You can read from a pipe while you are still writing to it, which
allows you to bound the amount of memory that is in use at any one
time. A common idiom for this is::

   pipe.start_msg();
   std::vector<uint8_t> buffer(4096); // arbitrary size
   while(infile.good())
      {
      infile.read((char*)&buffer[0], buffer.size());
      const size_t got_from_infile = infile.gcount();
      pipe.write(buffer, got_from_infile);

      if(infile.eof())
         pipe.end_msg();

      while(pipe.remaining() > 0)
         {
         const size_t buffered = pipe.read(buffer, buffer.size());
         outfile.write((const char*)&buffer[0], buffered);
         }
      }
   if(infile.bad() || (infile.fail() && !infile.eof()))
      throw Some_Exception();

Fork
---------------------------------

It is common that you might receive some data and want to perform more
than one operation on it (ie, encrypt it with Serpent and calculate
the SHA-256 hash of the plaintext at the same time).
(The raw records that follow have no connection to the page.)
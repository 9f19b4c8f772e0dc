use std::path::{Path, PathBuf};
use std::time::Instant;

use horizon_config::{ExportSettings, HorizonConfig, RenderSettings};
use horizon_core::{SimulationSettings, random_seed};
use horizon_types::{InputMode, ParamField, SimulationParams, UiOptions};
use tracing::{info, warn};

use super::{App, CoreState, RuntimeState, UiState};
use crate::camera::Camera;
use crate::playback::Playback;
use crate::run::RunState;
use crate::status::{StatusLevel, StatusLog};

/// Everything `App::new` needs, resolved from config and command line.
#[derive(Debug, Clone)]
pub struct AppSettings {
    pub params: SimulationParams,
    pub simulation: SimulationSettings,
    pub render: RenderSettings,
    pub export: ExportSettings,
    pub ui: UiOptions,
    /// Where `save_defaults` writes. `None` disables saving.
    pub config_path: Option<PathBuf>,
    /// Shown as warnings in the status log at startup.
    pub notices: Vec<String>,
}

impl Default for AppSettings {
    fn default() -> Self {
        Self {
            params: SimulationParams::default().with_seed(random_seed()),
            simulation: SimulationSettings::default(),
            render: RenderSettings::default(),
            export: ExportSettings::default(),
            ui: UiOptions::default(),
            config_path: HorizonConfig::path(),
            notices: Vec::new(),
        }
    }
}

impl AppSettings {
    #[must_use]
    pub fn from_config(config: &HorizonConfig, config_path: Option<PathBuf>) -> Self {
        Self {
            params: config.resolve_params(),
            simulation: config.simulation_settings(),
            render: config.render_settings(),
            export: config.export_settings(),
            ui: config.ui_options(),
            config_path,
            notices: Vec::new(),
        }
    }

    /// Load `path`, or the default config file. A missing file yields defaults;
    /// an unreadable one yields defaults plus a notice.
    #[must_use]
    pub fn load(path: Option<&Path>) -> Self {
        let path = path.map(Path::to_path_buf).or_else(HorizonConfig::path);
        let loaded = match &path {
            Some(path) => HorizonConfig::load_from(path),
            None => Ok(None),
        };
        match loaded {
            Ok(Some(config)) => Self::from_config(&config, path),
            Ok(None) => Self {
                config_path: path,
                ..Self::default()
            },
            Err(e) => {
                warn!("Config error, using defaults: {e}");
                Self {
                    config_path: path,
                    notices: vec![format!("Config error, using defaults: {e}")],
                    ..Self::default()
                }
            }
        }
    }
}

impl App {
    #[must_use]
    pub fn new(settings: AppSettings) -> Self {
        let AppSettings {
            params,
            simulation,
            render,
            export,
            ui,
            config_path,
            notices,
        } = settings;

        info!(
            seed = params.seed,
            integrator = simulation.integrator.kind.as_str(),
            "App initialized"
        );

        let now = Instant::now();
        let mut app = Self {
            ui: UiState {
                options: ui,
                input_mode: InputMode::Normal,
                modal_effect: None,
                camera: Camera::default(),
                show_trails: render.show_trails,
                should_quit: false,
                last_ui_tick: now,
                last_frame: now,
            },
            core: CoreState {
                params,
                selected: ParamField::default(),
                simulation,
                render,
                export,
                config_path,
                run: RunState::Idle,
                playback: Playback::default(),
                status: StatusLog::default(),
            },
            runtime: RuntimeState {
                tick: 0,
                last_playback: now,
            },
        };

        for notice in notices {
            app.push_status(StatusLevel::Warning, notice);
        }
        app.push_status(
            StatusLevel::Info,
            format!("Ready. Seed {}. Press Enter to run.", app.core.params.seed),
        );
        app
    }
}
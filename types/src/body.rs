use serde::{Deserialize, Serialize};

use crate::Vec3;

/// What a body represents. Only affects rendering and reporting; physics
/// treats every body as a point mass.
#[derive(Debug, Clone, Copy, PartialEq, Eq, Hash, Default, Serialize, Deserialize)]
#[serde(rename_all = "snake_case")]
pub enum BodyKind {
    #[default]
    Star,
    BlackHole,
    Planet,
}

impl BodyKind {
    #[must_use]
    pub fn as_str(self) -> &'static str {
        match self {
            BodyKind::Star => "star",
            BodyKind::BlackHole => "black_hole",
            BodyKind::Planet => "planet",
        }
    }

    #[must_use]
    pub fn label(self) -> &'static str {
        match self {
            BodyKind::Star => "Star",
            BodyKind::BlackHole => "Black hole",
            BodyKind::Planet => "Planet",
        }
    }
}

/// A point mass with its initial conditions (mass in solar masses).
#[derive(Debug, Clone, Copy, PartialEq, Serialize, Deserialize)]
pub struct Body {
    pub kind: BodyKind,
    pub mass: f64,
    pub position: Vec3,
    pub velocity: Vec3,
}

impl Body {
    #[must_use]
    pub fn new(kind: BodyKind, mass: f64, position: Vec3, velocity: Vec3) -> Self {
        Self {
            kind,
            mass,
            position,
            velocity,
        }
    }

    #[must_use]
    pub fn at_rest(kind: BodyKind, mass: f64, position: Vec3) -> Self {
        Self::new(kind, mass, position, Vec3::ZERO)
    }
}
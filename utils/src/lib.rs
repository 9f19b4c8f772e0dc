//! Shared infrastructure utilities for EventHorizon.
//!
//! - **`atomic_write`**: crash-safe file persistence (temp + rename), used for
//!   the config file and run exports.

pub mod atomic_write;

pub use atomic_write::{
    AtomicWriteOptions, ExistingFile, FileSyncPolicy, atomic_write, atomic_write_with_options,
    ensure_parent_dir, recover_bak_file,
};
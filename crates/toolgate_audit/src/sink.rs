//! Pluggable event sinks for durable export.
//!
//! The store always keeps its own in-memory record; sinks are best-effort
//! exports (files, shippers). A failing sink never propagates to the caller,
//! the store counts the loss instead.

use crate::AuditEvent;
use std::io::Write;
use std::path::Path;
use std::sync::Mutex;
use toolgate_error::{AuditError, AuditErrorKind};

/// Destination for serialized audit events.
pub trait EventSink: Send + Sync {
    /// Write one event. Errors are recovered by the store, not the caller.
    fn write(&self, event: &AuditEvent) -> Result<(), AuditError>;
}

/// Line-delimited JSON file sink, one event per line.
pub struct JsonlSink {
    file: Mutex<std::fs::File>,
}

impl JsonlSink {
    /// Open (or create) a JSONL file for appending.
    pub fn open(path: impl AsRef<Path>) -> Result<Self, AuditError> {
        let file = std::fs::OpenOptions::new()
            .create(true)
            .append(true)
            .open(path.as_ref())
            .map_err(|e| AuditError::new(AuditErrorKind::SinkWrite(e.to_string())))?;
        Ok(Self {
            file: Mutex::new(file),
        })
    }
}

impl EventSink for JsonlSink {
    fn write(&self, event: &AuditEvent) -> Result<(), AuditError> {
        let line = serde_json::to_string(event)
            .map_err(|e| AuditError::new(AuditErrorKind::Serialization(e.to_string())))?;

        let mut file = self
            .file
            .lock()
            .map_err(|_| AuditError::new(AuditErrorKind::SinkWrite("poisoned file lock".into())))?;
        writeln!(file, "{line}")
            .map_err(|e| AuditError::new(AuditErrorKind::SinkWrite(e.to_string())))?;
        Ok(())
    }
}
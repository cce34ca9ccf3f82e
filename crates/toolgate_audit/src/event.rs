//! Audit event model.

use chrono::{DateTime, Utc};
use serde::{Deserialize, Serialize};
use std::collections::BTreeMap;

/// Classification of an audit event.
#[derive(
    Debug,
    Clone,
    Copy,
    PartialEq,
    Eq,
    Hash,
    Serialize,
    Deserialize,
    strum::Display,
    strum::EnumString,
    strum::AsRefStr,
)]
#[serde(rename_all = "snake_case")]
#[strum(serialize_all = "snake_case")]
pub enum EventType {
    /// A request was denied by a policy check
    SecurityViolation,
    /// A request passed all policy checks
    ToolAuthorized,
    /// A tool finished executing (closing record with outcome and duration)
    ToolExecution,
    /// A new caller session was opened
    SessionCreated,
}

/// Severity of an audit event or violation.
///
/// Ordered so that severity floors can be expressed with comparisons:
///
/// ```
/// use toolgate_audit::Severity;
/// assert!(Severity::Critical > Severity::High);
/// assert!(Severity::Medium > Severity::Low);
/// ```
#[derive(
    Debug,
    Clone,
    Copy,
    PartialEq,
    Eq,
    PartialOrd,
    Ord,
    Hash,
    Serialize,
    Deserialize,
    strum::Display,
    strum::EnumString,
    strum::AsRefStr,
)]
#[serde(rename_all = "lowercase")]
#[strum(serialize_all = "lowercase")]
pub enum Severity {
    /// Informational, routine activity
    Low,
    /// Worth attention during review
    Medium,
    /// Security-relevant, listed in compliance reports
    High,
    /// Immediate attention, listed in compliance reports
    Critical,
}

/// Terminal result of a request as seen by the audit trail.
#[derive(
    Debug,
    Clone,
    Copy,
    PartialEq,
    Eq,
    Hash,
    Serialize,
    Deserialize,
    strum::Display,
    strum::EnumString,
    strum::AsRefStr,
)]
#[serde(rename_all = "lowercase")]
#[strum(serialize_all = "lowercase")]
pub enum Outcome {
    /// Tool executed and returned normally
    Success,
    /// Tool executed and failed
    Failure,
    /// Request never reached the tool
    Denied,
}

/// An immutable record of a security-relevant decision or outcome.
///
/// Field names in the serialized form are stable and camel-cased; they are
/// the export contract for compliance tooling.
#[derive(Debug, Clone, Serialize, Deserialize)]
#[serde(rename_all = "camelCase")]
pub struct AuditEvent {
    /// Unique event id
    pub event_id: String,
    /// Event creation time (UTC, ISO-8601 in serialized form)
    pub timestamp: DateTime<Utc>,
    /// Session correlation key
    pub session_id: String,
    /// Caller id the event concerns
    pub identity: String,
    /// Event classification
    pub event_type: EventType,
    /// Event severity
    pub severity: Severity,
    /// Tool the request targeted, if any
    pub tool_name: Option<String>,
    /// Redacted digest of the request arguments; raw secrets never persist
    pub arguments_digest: Option<String>,
    /// Terminal result
    pub outcome: Outcome,
    /// Tool execution duration, present only on closing records
    pub duration_ms: Option<u64>,
    /// Free-form structured context
    pub additional_data: BTreeMap<String, serde_json::Value>,
}

impl AuditEvent {
    /// Create a new event stamped with the current time and a fresh id.
    pub fn new(
        event_type: EventType,
        severity: Severity,
        outcome: Outcome,
        identity: impl Into<String>,
        session_id: impl Into<String>,
    ) -> Self {
        Self {
            event_id: uuid::Uuid::new_v4().to_string(),
            timestamp: Utc::now(),
            session_id: session_id.into(),
            identity: identity.into(),
            event_type,
            severity,
            tool_name: None,
            arguments_digest: None,
            outcome,
            duration_ms: None,
            additional_data: BTreeMap::new(),
        }
    }

    /// Set the tool name.
    pub fn with_tool(mut self, tool_name: impl Into<String>) -> Self {
        self.tool_name = Some(tool_name.into());
        self
    }

    /// Set the redacted arguments digest.
    pub fn with_arguments_digest(mut self, digest: impl Into<String>) -> Self {
        self.arguments_digest = Some(digest.into());
        self
    }

    /// Set the execution duration in milliseconds.
    pub fn with_duration_ms(mut self, duration_ms: u64) -> Self {
        self.duration_ms = Some(duration_ms);
        self
    }

    /// Attach a key/value pair of structured context.
    pub fn with_data(mut self, key: impl Into<String>, value: serde_json::Value) -> Self {
        self.additional_data.insert(key.into(), value);
        self
    }
}

#[cfg(test)]
mod tests {
    use super::*;

    #[test]
    fn test_severity_ordering() {
        assert!(Severity::Low < Severity::Medium);
        assert!(Severity::Medium < Severity::High);
        assert!(Severity::High < Severity::Critical);
    }

    #[test]
    fn test_event_type_wire_names() {
        assert_eq!(EventType::SecurityViolation.as_ref(), "security_violation");
        assert_eq!(EventType::ToolAuthorized.as_ref(), "tool_authorized");
        assert_eq!(EventType::ToolExecution.as_ref(), "tool_execution");
    }

    #[test]
    fn test_serialized_field_names_are_stable() {
        let event = AuditEvent::new(
            EventType::ToolExecution,
            Severity::Low,
            Outcome::Success,
            "analyst1",
            "session-1",
        )
        .with_tool("processes")
        .with_duration_ms(42);

        let json = serde_json::to_value(&event).unwrap();
        assert_eq!(json["eventType"], "tool_execution");
        assert_eq!(json["severity"], "low");
        assert_eq!(json["outcome"], "success");
        assert_eq!(json["toolName"], "processes");
        assert_eq!(json["durationMs"], 42);
        assert!(json["timestamp"].is_string());
        assert_eq!(json["identity"], "analyst1");
        assert_eq!(json["sessionId"], "session-1");
    }

    #[test]
    fn test_roundtrip() {
        let event = AuditEvent::new(
            EventType::SecurityViolation,
            Severity::Critical,
            Outcome::Denied,
            "guest1",
            "session-2",
        )
        .with_data("violation", serde_json::json!("injection_suspected"));

        let json = serde_json::to_string(&event).unwrap();
        let back: AuditEvent = serde_json::from_str(&json).unwrap();
        assert_eq!(back.event_id, event.event_id);
        assert_eq!(back.event_type, EventType::SecurityViolation);
        assert_eq!(back.additional_data, event.additional_data);
    }
}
That's where
``Fork`` comes in. ``Fork`` is a filter that takes input and passes it
on to *one or more* filters that are attached to it. ``Fork`` changes
the nature of the pipe system completely: instead of being a linked
list, it becomes a tree or acyclic graph.

Each filter in the fork is given its own output buffer, and thus its
own message. For example, if you had previously written two messages
into a pipe, then you start a new one with a fork that has three
paths of filter's inside it, you add three new messages to the
pipe. The data you put into the pipe is duplicated and sent
into each set of filter and the eventual output is placed into a
dedicated message slot in the pipe.

Messages in the pipe are allocated in a depth-first manner. This is only
interesting if you are using more than one fork in a single pipe.
As an example, consider the following::

   Pipe pipe(new Fork(
                new Fork(
                   new Base64_Encoder,
                   new Fork(
                      NULL,
                      new Base64_Encoder
                      )
                   ),
                new Hex_Encoder
                )
      );

In this case, message 0 will be the output of the first
``Base64_Encoder``, message 1 will be a copy of the input (see below
for how fork interprets NULL pointers), message 2 will be the output
of the second ``Base64_Encoder``, and message 3 will be the output of
the ``Hex_Encoder``. This results in message numbers being allocated
in a top to bottom fashion, when looked at on the screen. However,
note that there could be potential for bugs if this is not
anticipated. For example, if your code is passed a filter, and you
assume it is a "normal" one that only uses one message, your message
offsets would be wrong, leading to some confusion during output.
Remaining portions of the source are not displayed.